The death of Osama bin Laden, a man who fought his enemies with extreme violence that frequently resulted in the deaths of innocent people, is without doubt a benefit to the world. That there is one less influential individual who believes that political conflict is best resolved by killing and destruction is a small but potentially significant step towards a more peaceful international system. The great pity then, is that his passing and the manner of his death has not yet resulted in any significant public reflection on the really important questions raised by this event, or the broader context and history within which this small drama unfolded, or the countless nameless victims of our ‘justice’. After all, bin Laden’s killing was just one among many thousands that have taken place in a massive ‘war against terrorism’ that has spanned the globe and devastated entire regions.
The first key question to be addressed is, what is the true cost of the instant ‘justice’ delivered to bin Laden, and was it really worth it? Apart from the effort and treasure expended in the operation itself, the cost of bin Laden’s justice must also include the hundreds of thousands of civilian deaths in Afghanistan, Iraq, Pakistan and elsewhere who died as a direct result of counter-terrorism operations, the millions of families displaced by years of war and insurgency, the countless cities and livelihoods destroyed in aerial bombing, the tens of thousands of suspected insurgents and terrorists captured and held for years without trial, the hundreds of people rendered, tortured and imprisoned indefinitely in places like Guantanamo because it was believed they had information on bin Laden’s activities, the widespread erosion of human rights in a deluge of counter-terrorism laws and measures, and the victimization of entire communities thought to hold sympathies for bin Laden and his ideology. It also includes the tens of thousands of coalition soldiers and military contractors killed or maimed in Iraq and Afghanistan and the more than two trillion dollars spent on military operations. They finally ‘got him’, but can we even begin to count the real cost of it?
And what about the potential future costs? The killing of bin Laden and the disappearing of his body at sea could lead to reprisal attacks on the US and its allies and an intensifying cycle of violence for years or even decades to come. It could lead to the spread of conspiracy theories which strengthen rather than weaken his mythical status, thus providing new waves of recruits for terrorist groups. It could stimulate ever greater resentment towards what is viewed as a triumphalist, interfering and vindictive West. And it could lead to the erosion of international law and stability when other states decide to mount military operations on foreign soil to kill their opponents too. Are these future costs worth the momentary satisfaction of knowing that the mastermind of 9/11 is now dead? Will the victims of future retaliatory terrorist attacks and the families of slain service personnel be willing to accept it as a fair price for bin Laden’s death? And, perhaps more importantly, could these costs have been avoided altogether? It’s a little known story that has not been fully explained, but the Taliban offered up bin Laden in 2001; they were rebuffed in favour of military strikes and an invasion in which we are embroiled to this day.

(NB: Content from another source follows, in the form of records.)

#[cfg(test)]
mod tests {
    use super::*;
    use crate::corrections::records::CorrectionPayload;
    use tempfile::TempDir;

    fn confirm(device: &str, citation: &str) -> CorrectionRecord {
        CorrectionRecord::new(
            Scope::Device,
            Some(device.to_string()),
            CorrectionPayload::Confirmation {
                citation_id: citation.to_string(),
            },
            "checked",
        )
    }

    #[test]
    fn appends_never_rewrite_earlier_lines() {
        let dir = TempDir::new().unwrap();
        let store = CorrectionStore::new(dir.path()).unwrap();

        let path = store.append(&confirm("dev-1", "p1_txt1")).unwrap();
        let first = fs::read_to_string(&path).unwrap();
        store.append(&confirm("dev-1", "p1_txt2")).unwrap();
        let second = fs::read_to_string(&path).unwrap();

        assert!(second.starts_with(&first));
        assert_eq!(second.lines().count(), 2);
        assert!(path.ends_with("dev-1/confirmations.jsonl"));
    }

    #[test]
    fn snapshot_groups_by_scope() {
        let dir = TempDir::new().unwrap();
        let store = CorrectionStore::new(dir.path()).unwrap();

        store.append(&confirm("dev-1", "p1_txt1")).unwrap();
        store.append(&confirm("dev-2", "p1_txt1")).unwrap();
        store
            .append(&CorrectionRecord::new(
                Scope::Vendor,
                Some("acme".into()),
                CorrectionPayload::CategoryOverride {
                    prefix: "OBS".into(),
                    category: "observation".into(),
                },
                "",
            ))
            .unwrap();

        let set = store.snapshot("dev-1", Some("acme")).unwrap();
        assert_eq!(set.device.len(), 1);
        assert_eq!(set.vendor.len(), 1);
        assert!(set.standard.is_empty());

        let other = store.snapshot("dev-1", Some("globex")).unwrap();
        assert!(other.vendor.is_empty());
    }

    #[test]
    fn truncated_line_is_skipped_and_later_appends_survive() {
        let dir = TempDir::new().unwrap();
        let store = CorrectionStore::new(dir.path()).unwrap();
        let path = store.append(&confirm("dev-1", "p1_txt1")).unwrap();

        // Writer died half way through a line
        let mut file = OpenOptions::new().append(true).open(&path).unwrap();
        file.write_all(br#"{"scope":"device","owner":"dev-1","targ"#).unwrap();
        drop(file);

        let set = store.snapshot("dev-1", None).unwrap();
        assert_eq!(set.device.len(), 1);

        store.append(&confirm("dev-1", "p1_txt2")).unwrap();
        let set = store.snapshot("dev-1", None).unwrap();
        let targets: Vec<&str> = set.device.iter().map(|r| r.target_key.as_str()).collect();
        assert_eq!(targets, vec!["p1_txt1", "p1_txt2"]);
    }

    #[test]
    fn corrupt_complete_line_is_still_an_error() {
        let dir = TempDir::new().unwrap();
        let store = CorrectionStore::new(dir.path()).unwrap();
        let path = store.append(&confirm("dev-1", "p1_txt1")).unwrap();
        let mut file = OpenOptions::new().append(true).open(&path).unwrap();
        file.write_all(b"{\"scope\":42}\n").unwrap();
        drop(file);

        assert!(matches!(
            store.snapshot("dev-1", None),
            Err(CorrectionError::Serialization(_))
        ));
    }

    #[test]
    fn writers_wait_for_a_held_device_lock() {
        let dir = TempDir::new().unwrap();
        let store = CorrectionStore::new(dir.path()).unwrap();
        let held = store.lock("dev-1").unwrap();
        assert!(held.path().starts_with(dir.path().join(LOCK_DIR)));

        std::thread::scope(|scope| {
            let writer = scope.spawn(|| store.append(&confirm("dev-1", "p1_txt1")));
            std::thread::sleep(std::time::Duration::from_millis(50));
            assert!(!writer.is_finished());
            drop(held);
            writer.join().unwrap().unwrap();
        });
        assert_eq!(store.snapshot("dev-1", None).unwrap().device.len(), 1);
        assert_eq!(store.device_ids().unwrap(), vec!["dev-1"]);
    }

    #[test]
    fn traversal_owners_never_leave_the_root() {
        let dir = TempDir::new().unwrap();
        let root = dir.path().join("corrections");
        let store = CorrectionStore::new(&root).unwrap();
        let planted = CorrectionRecord::new(
            Scope::Vendor,
            Some("../../escaped".into()),
            CorrectionPayload::CategoryOverride {
                prefix: "OBS".into(),
                category: "observation".into(),
            },
            "",
        );

        assert!(matches!(
            store.append(&planted),
            Err(CorrectionError::InvalidOwner { .. })
        ));
        assert!(matches!(
            store.append(&confirm("../dev-2", "p1_txt1")),
            Err(CorrectionError::InvalidOwner { .. })
        ));
        assert!(!dir.path().join("escaped").exists());
        assert!(!root.join("escaped").exists());
        assert!(store.device_ids().unwrap().is_empty());
        assert!(matches!(
            store.snapshot("dev-1", Some("../x")),
            Err(CorrectionError::InvalidOwner { .. })
        ));
    }

    #[test]
    fn invalid_records_are_not_written() {
        let dir = TempDir::new().unwrap();
        let store = CorrectionStore::new(dir.path()).unwrap();
        let bad = CorrectionRecord::new(
            Scope::Standard,
            None,
            CorrectionPayload::Confirmation {
                citation_id: "p1_txt1".into(),
            },
            "",
        );
        assert!(store.append(&bad).is_err());
        assert!(store.list(&CorrectionFilter::default()).unwrap().is_empty());
    }

    #[test]
    fn list_filters_by_device_kind_and_scope() {
        let dir = TempDir::new().unwrap();
        let store = CorrectionStore::new(dir.path()).unwrap();
        store.append(&confirm("dev-1", "p1_txt1")).unwrap();
        store.append(&confirm("dev-2", "p2_txt1")).unwrap();
        store
            .append(&CorrectionRecord::new(
                Scope::Global,
                None,
                CorrectionPayload::TextReplacement {
                    citation_id: None,
                    original: "0BS".into(),
                    corrected: "OBS".into(),
                },
                "",
            ))
            .unwrap();

        let all = store.list(&CorrectionFilter::default()).unwrap();
        assert_eq!(all.len(), 3);

        let dev2 = store
            .list(&CorrectionFilter {
                device: Some("dev-2".into()),
                scope: Some(Scope::Device),
                ..Default::default()
            })
            .unwrap();
        assert_eq!(dev2.len(), 1);
        assert_eq!(dev2[0].target_key, "p2_txt1");

        let replacements = store
            .list(&CorrectionFilter {
                kind: Some(CorrectionKind::TextReplacement),
                ..Default::default()
            })
            .unwrap();
        assert_eq!(replacements.len(), 1);
        assert_eq!(store.device_ids().unwrap(), vec!["dev-1", "dev-2"]);
    }
}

The killing of bin Laden raises a second important question, namely, is killing terrorists the best way to deal with the problem of political violence? In reality, the killing of bin Laden is only one in an endless series of terrorist suspect killings in drone attacks, assassinations, disappearances and murders in prison that goes back to 2001 – and in the case of Israel, to the 1950s. Historical experience in places like Israel, Chechnya, Northern Ireland and elsewhere, and decades of research by scholars, shows clearly that killing terrorists does not reduce or resolve the threat of terrorism, and may in fact lead to increased support for violent groups. Certainly, the war to bring bin Laden to justice has done little to address the grievances and conditions that bred his violent campaign in the first place; more likely, it has added to the resentments and injustices which motivate violent resistance. At the least, nothing in the last ten years of war on terror has contributed to eroding the likelihood of other bin Laden’s arising to continue his battle. This could have been an important opportunity to reflect on the effectiveness of our broader counter-terrorism strategy, to evaluate how effective it really is, and to explore whether alternative approaches might in fact yield better results.
Finally, the killing of bin Laden, and the obvious delight and celebrations it provoked, should make us question what kind of society we really are that we openly rejoice in killing and violence – that we consider an eye for an eye, a life for a life, blood for blood, as ‘justice’? What kind of people are we that we can exult without a thought for the hundreds of thousands of victims of our ‘justice’? And what kind of a society are we that we shrug off and excuse the fact that a man was officially killed without trial and his body thrown into the sea, that international law was flouted, that we have denied the victims of 9/11 the opportunity to confront their attacker in a court of law, and that we have made an exception to our deepest values and rules? In this killing, we have admitted, and even celebrated, that some lives are less human than others; that the law does not apply equally to all; that human rights are not innate but can be arbitrarily withdrawn. This is to our shame because we have willingly joined the terrorists in the cesspit of immorality and decided that if they won’t abide by any rules, then neither will we. We have become the monster we fight, and in the process, we have built a world in which terror and ‘justice’ appear to be indistinguishable.